Dataset entries Start Marker

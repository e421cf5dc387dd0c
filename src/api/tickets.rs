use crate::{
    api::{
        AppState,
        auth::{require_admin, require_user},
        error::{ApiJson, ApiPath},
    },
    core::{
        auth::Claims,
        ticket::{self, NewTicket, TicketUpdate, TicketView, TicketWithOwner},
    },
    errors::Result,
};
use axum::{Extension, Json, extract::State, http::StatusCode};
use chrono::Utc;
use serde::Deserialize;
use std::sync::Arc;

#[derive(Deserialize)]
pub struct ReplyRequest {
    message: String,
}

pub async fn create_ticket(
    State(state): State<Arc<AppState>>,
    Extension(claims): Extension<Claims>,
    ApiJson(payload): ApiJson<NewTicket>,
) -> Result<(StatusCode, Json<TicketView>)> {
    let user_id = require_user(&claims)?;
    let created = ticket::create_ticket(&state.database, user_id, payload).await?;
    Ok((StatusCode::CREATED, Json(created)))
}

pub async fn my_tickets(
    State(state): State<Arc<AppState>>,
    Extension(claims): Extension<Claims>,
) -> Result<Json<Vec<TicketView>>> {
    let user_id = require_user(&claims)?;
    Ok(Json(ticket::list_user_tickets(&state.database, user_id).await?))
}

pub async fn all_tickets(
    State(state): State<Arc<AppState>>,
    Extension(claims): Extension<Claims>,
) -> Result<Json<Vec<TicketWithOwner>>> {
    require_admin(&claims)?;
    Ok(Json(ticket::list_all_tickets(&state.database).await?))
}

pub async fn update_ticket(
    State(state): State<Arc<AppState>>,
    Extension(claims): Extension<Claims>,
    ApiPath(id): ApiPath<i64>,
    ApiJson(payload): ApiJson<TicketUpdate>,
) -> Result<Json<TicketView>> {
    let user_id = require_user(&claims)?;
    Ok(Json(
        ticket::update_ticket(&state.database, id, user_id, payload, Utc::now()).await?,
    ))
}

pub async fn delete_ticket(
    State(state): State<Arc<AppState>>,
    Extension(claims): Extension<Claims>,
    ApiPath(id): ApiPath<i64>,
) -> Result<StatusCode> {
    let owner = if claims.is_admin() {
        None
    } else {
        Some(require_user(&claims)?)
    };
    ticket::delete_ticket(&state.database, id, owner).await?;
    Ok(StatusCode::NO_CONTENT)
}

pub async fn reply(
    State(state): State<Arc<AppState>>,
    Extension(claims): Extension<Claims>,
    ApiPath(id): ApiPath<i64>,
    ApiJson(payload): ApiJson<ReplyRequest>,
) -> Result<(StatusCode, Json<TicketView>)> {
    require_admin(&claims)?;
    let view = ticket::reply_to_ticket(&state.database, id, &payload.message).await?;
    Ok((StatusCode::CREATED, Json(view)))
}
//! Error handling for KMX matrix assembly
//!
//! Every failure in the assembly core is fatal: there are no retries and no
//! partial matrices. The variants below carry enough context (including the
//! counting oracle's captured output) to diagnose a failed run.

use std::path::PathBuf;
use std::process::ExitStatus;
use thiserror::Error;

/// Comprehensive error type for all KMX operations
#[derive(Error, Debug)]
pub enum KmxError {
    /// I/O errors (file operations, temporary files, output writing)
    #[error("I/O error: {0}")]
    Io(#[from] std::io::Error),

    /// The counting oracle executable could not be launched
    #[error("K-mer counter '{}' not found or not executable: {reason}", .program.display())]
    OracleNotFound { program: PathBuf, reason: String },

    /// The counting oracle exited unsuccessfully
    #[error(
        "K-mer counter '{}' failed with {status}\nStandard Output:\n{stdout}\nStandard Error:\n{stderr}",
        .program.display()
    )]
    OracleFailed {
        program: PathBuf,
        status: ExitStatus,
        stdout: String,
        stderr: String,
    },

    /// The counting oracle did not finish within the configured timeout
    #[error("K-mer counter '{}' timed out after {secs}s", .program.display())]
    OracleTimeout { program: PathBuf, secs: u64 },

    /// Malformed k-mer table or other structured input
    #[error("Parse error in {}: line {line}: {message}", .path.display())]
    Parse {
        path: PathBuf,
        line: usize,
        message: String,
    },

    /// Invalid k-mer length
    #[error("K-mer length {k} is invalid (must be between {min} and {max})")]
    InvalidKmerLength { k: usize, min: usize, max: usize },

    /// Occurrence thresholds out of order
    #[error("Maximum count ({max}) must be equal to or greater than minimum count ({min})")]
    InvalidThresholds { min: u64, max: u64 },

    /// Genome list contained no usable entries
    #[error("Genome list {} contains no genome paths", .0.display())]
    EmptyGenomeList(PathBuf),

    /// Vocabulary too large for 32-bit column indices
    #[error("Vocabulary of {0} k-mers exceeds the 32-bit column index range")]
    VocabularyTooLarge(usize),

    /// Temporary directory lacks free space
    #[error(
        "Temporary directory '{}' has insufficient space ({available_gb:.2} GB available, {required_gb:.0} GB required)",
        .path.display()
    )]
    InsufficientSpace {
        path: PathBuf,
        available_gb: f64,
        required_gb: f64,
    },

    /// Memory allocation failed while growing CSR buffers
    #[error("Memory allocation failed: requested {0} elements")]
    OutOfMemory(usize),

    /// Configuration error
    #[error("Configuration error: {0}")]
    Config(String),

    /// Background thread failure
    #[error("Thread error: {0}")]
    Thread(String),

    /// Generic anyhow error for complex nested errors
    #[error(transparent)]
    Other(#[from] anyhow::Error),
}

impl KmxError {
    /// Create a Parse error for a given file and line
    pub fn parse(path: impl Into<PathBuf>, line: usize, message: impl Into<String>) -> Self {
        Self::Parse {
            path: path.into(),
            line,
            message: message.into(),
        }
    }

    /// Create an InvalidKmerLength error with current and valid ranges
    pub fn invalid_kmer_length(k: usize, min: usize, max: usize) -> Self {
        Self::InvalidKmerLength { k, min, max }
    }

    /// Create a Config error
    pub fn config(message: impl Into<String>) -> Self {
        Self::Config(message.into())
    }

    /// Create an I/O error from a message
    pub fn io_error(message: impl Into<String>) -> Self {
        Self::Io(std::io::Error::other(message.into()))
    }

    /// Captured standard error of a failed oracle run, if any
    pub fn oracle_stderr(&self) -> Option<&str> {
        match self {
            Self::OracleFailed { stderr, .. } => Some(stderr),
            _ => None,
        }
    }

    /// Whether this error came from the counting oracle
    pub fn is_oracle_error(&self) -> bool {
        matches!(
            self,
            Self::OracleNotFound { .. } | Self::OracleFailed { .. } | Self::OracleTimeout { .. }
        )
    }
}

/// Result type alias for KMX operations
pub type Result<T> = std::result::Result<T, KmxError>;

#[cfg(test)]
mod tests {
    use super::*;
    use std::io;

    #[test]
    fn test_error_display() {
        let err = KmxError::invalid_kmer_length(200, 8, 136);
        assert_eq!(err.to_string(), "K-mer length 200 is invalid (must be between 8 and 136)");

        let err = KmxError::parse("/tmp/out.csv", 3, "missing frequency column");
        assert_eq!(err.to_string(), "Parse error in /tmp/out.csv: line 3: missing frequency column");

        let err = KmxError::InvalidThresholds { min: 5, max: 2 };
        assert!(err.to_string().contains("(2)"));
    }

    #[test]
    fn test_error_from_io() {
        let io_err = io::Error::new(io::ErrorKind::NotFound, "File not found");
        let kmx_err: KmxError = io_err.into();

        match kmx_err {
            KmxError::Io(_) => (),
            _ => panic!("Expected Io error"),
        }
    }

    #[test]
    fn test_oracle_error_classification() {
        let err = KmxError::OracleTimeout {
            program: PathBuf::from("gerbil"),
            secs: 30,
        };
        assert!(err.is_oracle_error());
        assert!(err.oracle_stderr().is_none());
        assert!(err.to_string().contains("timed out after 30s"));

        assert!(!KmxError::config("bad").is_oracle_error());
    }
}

Dataset entries End Marker

[Problem to solve] Please report every line of the records above that contains the word "payload".

[Written answer]
    ApiJson(payload): ApiJson<NewTicket>,
    let created = ticket::create_ticket(&state.database, user_id, payload).await?;
    ApiJson(payload): ApiJson<TicketUpdate>,
        ticket::update_ticket(&state.database, id, user_id, payload, Utc::now()).await?,
    ApiJson(payload): ApiJson<ReplyRequest>,
    let view = ticket::reply_to_ticket(&state.database, id, &payload.message).await?;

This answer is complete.